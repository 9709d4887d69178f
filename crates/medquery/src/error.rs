//! CLI error types with miette diagnostics.
//!
//! Maps `QueryError` and `ConfigError` into user-facing errors with
//! actionable help text.

use miette::Diagnostic;
use thiserror::Error;

use medquery_config::ConfigError;
use medquery_core::QueryError;

/// Process exit codes.
pub mod exit_code {
    pub const GENERAL: i32 = 1;
    pub const USAGE: i32 = 2;
    pub const AUTH: i32 = 3;
    pub const NOT_FOUND: i32 = 4;
    pub const PERMISSION: i32 = 5;
    pub const UNAVAILABLE: i32 = 7;
}

#[derive(Debug, Error, Diagnostic)]
pub enum CliError {
    // ── Records ──────────────────────────────────────────────────────
    #[error("{resource} '{id}' not found")]
    #[diagnostic(
        code(medquery::not_found),
        help("Run: medquery keys {resource} to see how its records are addressed")
    )]
    NotFound { resource: String, id: String },

    #[error("Request rejected ({status}): {message}")]
    #[diagnostic(code(medquery::api_error), help("{hint}"))]
    Api {
        status: u16,
        message: String,
        hint: String,
    },

    #[error(transparent)]
    #[diagnostic(code(medquery::query))]
    Query(QueryError),

    // ── Validation ───────────────────────────────────────────────────
    #[error("Invalid value for {field}: {reason}")]
    #[diagnostic(code(medquery::validation))]
    Validation { field: String, reason: String },

    // ── Configuration ────────────────────────────────────────────────
    #[error("Configuration file already exists")]
    #[diagnostic(
        code(medquery::config_exists),
        help("Use --force to overwrite it.\nPath: {path}")
    )]
    ConfigExists { path: String },

    #[error(transparent)]
    #[diagnostic(
        code(medquery::config),
        help("Check the config file (medquery config path) and MEDQUERY_* variables.")
    )]
    Config(Box<ConfigError>),

    // ── IO / Serialization ───────────────────────────────────────────
    #[error(transparent)]
    Io(#[from] std::io::Error),

    #[error("Failed to render output: {0}")]
    #[diagnostic(code(medquery::render))]
    Render(String),
}

impl From<ConfigError> for CliError {
    fn from(err: ConfigError) -> Self {
        match err {
            ConfigError::Validation { field, reason } => Self::Validation { field, reason },
            other => Self::Config(Box::new(other)),
        }
    }
}

impl CliError {
    /// Map this error to an exit code for process termination.
    pub fn exit_code(&self) -> i32 {
        match self {
            Self::NotFound { .. } => exit_code::NOT_FOUND,
            Self::Validation { .. } | Self::ConfigExists { .. } => exit_code::USAGE,
            Self::Api { status, .. } => match status {
                401 => exit_code::AUTH,
                403 => exit_code::PERMISSION,
                404 => exit_code::NOT_FOUND,
                422 => exit_code::USAGE,
                503 => exit_code::UNAVAILABLE,
                _ => exit_code::GENERAL,
            },
            _ => exit_code::GENERAL,
        }
    }
}

// ── QueryError → CliError mapping ────────────────────────────────────

impl From<QueryError> for CliError {
    fn from(err: QueryError) -> Self {
        let hint = err.user_message();
        match err {
            QueryError::NotFound { resource, id } => Self::NotFound { resource, id },
            QueryError::Validation { message } => Self::Validation {
                field: "input".into(),
                reason: message,
            },
            QueryError::Api {
                status, message, ..
            } => Self::Api {
                status,
                message,
                hint,
            },
            other => Self::Query(other),
        }
    }
}

#[cfg(test)]
mod tests {
    use super::*;

    #[test]
    fn api_errors_keep_status_and_hint() {
        let err = CliError::from(QueryError::api(403, "not your record"));
        assert_eq!(err.exit_code(), exit_code::PERMISSION);
        assert!(matches!(
            err,
            CliError::Api { ref hint, .. } if hint == "You do not have permission to perform this action."
        ));
    }

    #[test]
    fn config_validation_becomes_usage_error() {
        let err = CliError::from(ConfigError::Validation {
            field: "defaults.page_size".into(),
            reason: "must be at least 1".into(),
        });
        assert_eq!(err.exit_code(), exit_code::USAGE);
    }

    #[test]
    fn not_found_exit_code() {
        let err = CliError::from(QueryError::NotFound {
            resource: "allergies".into(),
            id: "a9".into(),
        });
        assert_eq!(err.exit_code(), exit_code::NOT_FOUND);
        assert_eq!(err.to_string(), "allergies 'a9' not found");
    }
}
----
## Work task
From the records, work out how many lines include "resource" and respond with the number only.

## Task response
5